### Saved data entries:
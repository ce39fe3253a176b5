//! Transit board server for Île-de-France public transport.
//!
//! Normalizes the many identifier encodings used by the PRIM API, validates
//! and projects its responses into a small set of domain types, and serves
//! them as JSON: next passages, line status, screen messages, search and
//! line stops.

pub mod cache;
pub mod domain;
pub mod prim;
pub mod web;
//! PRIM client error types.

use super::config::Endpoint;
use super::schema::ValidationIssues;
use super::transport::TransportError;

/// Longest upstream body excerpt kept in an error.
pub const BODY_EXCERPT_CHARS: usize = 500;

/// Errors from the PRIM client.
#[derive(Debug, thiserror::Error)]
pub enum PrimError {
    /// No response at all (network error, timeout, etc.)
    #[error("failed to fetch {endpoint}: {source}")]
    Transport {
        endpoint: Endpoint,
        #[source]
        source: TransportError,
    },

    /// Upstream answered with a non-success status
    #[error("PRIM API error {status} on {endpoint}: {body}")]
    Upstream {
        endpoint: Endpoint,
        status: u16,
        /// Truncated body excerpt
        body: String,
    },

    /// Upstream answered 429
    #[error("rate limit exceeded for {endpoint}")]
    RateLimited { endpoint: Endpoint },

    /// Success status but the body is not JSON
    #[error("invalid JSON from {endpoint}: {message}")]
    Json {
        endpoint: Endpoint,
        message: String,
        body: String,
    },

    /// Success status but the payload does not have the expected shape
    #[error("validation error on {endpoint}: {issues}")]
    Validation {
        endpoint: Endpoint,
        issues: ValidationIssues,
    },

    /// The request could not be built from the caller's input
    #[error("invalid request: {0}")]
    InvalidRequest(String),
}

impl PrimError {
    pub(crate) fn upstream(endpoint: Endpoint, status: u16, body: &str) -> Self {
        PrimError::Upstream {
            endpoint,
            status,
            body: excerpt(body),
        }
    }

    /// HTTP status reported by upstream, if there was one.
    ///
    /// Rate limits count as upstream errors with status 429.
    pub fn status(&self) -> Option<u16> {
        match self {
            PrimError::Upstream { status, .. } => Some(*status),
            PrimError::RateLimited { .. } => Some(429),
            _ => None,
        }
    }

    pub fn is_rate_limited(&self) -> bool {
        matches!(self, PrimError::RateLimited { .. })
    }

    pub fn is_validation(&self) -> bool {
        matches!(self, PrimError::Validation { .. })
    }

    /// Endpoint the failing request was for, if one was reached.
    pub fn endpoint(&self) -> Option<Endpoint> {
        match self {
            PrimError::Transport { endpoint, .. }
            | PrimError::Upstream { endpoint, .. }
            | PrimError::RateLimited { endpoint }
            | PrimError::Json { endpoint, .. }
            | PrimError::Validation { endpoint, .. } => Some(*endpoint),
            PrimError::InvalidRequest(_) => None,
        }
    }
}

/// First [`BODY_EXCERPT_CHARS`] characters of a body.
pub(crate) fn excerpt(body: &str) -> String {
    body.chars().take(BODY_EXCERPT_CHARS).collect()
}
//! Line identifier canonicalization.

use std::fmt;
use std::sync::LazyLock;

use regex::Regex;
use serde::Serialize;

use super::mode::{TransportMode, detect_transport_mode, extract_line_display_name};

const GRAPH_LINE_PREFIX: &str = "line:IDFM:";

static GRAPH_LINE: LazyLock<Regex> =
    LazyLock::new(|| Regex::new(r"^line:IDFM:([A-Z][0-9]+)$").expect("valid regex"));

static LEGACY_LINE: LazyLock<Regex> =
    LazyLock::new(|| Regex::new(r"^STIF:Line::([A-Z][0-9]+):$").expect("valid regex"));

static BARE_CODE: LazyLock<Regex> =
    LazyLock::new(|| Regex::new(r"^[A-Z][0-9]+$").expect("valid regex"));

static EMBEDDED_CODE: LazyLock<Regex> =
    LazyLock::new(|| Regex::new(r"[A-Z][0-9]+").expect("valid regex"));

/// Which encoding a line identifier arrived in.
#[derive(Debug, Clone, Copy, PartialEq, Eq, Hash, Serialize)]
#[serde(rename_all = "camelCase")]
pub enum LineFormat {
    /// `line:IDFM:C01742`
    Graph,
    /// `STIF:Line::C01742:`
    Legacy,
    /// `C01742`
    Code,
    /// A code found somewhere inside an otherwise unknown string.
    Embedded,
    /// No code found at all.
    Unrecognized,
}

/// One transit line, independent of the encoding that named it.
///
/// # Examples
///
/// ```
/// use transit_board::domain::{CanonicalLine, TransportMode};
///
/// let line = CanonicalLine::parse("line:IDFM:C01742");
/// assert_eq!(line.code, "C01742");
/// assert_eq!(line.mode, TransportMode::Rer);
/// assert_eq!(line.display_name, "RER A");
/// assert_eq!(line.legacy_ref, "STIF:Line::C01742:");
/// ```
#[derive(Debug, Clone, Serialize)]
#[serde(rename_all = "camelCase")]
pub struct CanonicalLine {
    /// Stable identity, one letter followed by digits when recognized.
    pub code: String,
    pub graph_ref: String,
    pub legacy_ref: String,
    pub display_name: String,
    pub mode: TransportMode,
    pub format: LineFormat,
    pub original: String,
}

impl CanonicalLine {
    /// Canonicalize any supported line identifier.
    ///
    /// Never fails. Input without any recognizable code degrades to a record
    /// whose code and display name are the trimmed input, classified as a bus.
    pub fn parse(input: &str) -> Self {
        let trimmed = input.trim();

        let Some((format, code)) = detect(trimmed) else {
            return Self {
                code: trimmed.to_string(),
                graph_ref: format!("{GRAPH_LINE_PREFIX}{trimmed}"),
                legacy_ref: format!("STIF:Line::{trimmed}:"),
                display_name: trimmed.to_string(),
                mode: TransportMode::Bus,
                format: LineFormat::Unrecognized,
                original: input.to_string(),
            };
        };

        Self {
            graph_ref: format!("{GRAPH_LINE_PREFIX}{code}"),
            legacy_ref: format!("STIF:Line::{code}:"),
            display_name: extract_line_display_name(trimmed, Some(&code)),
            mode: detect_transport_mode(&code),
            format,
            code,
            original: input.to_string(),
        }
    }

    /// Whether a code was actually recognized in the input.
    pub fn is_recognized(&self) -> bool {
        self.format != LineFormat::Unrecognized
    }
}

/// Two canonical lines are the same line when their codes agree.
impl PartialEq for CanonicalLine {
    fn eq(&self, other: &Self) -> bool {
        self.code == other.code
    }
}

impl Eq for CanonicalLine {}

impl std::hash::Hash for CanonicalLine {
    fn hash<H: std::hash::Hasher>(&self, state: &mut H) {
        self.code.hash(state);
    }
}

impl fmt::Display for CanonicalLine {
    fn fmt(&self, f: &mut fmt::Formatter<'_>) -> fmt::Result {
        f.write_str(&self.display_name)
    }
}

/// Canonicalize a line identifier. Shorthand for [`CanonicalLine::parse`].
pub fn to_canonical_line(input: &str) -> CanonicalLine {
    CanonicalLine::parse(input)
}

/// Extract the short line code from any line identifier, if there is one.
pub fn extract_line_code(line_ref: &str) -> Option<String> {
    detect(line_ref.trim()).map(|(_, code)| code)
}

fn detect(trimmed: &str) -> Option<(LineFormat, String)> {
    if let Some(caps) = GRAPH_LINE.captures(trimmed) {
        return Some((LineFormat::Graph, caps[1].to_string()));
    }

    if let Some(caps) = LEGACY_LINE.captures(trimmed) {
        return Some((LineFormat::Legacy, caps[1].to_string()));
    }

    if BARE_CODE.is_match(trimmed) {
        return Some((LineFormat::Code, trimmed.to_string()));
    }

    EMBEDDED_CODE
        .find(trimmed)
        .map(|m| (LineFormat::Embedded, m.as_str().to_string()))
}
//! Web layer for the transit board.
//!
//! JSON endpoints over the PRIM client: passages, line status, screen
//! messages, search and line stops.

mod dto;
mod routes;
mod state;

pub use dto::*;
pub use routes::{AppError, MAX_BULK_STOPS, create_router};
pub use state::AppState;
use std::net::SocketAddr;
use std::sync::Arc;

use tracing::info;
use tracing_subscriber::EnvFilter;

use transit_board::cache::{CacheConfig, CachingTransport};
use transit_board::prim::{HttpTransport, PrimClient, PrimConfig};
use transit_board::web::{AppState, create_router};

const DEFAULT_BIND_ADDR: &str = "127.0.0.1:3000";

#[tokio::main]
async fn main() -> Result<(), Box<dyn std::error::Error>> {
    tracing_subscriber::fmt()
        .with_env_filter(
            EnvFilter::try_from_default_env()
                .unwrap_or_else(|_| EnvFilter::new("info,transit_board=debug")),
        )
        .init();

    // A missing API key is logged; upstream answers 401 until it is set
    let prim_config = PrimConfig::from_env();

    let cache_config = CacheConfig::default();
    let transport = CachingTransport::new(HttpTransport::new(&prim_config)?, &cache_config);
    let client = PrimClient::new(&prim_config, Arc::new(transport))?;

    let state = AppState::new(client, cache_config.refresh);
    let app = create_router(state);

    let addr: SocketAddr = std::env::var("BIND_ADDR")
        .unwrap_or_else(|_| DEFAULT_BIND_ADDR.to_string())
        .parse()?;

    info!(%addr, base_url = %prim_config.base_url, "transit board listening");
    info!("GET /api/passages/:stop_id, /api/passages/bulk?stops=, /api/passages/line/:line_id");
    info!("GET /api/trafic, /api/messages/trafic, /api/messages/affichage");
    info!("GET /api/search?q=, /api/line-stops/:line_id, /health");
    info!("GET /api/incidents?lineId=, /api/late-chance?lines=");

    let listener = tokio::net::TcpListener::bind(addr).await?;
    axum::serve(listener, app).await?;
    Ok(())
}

### Exercise objective:
Pull every line with "enum" from the records.

### Output of the exercise:
pub enum PrimError {
pub enum LineFormat {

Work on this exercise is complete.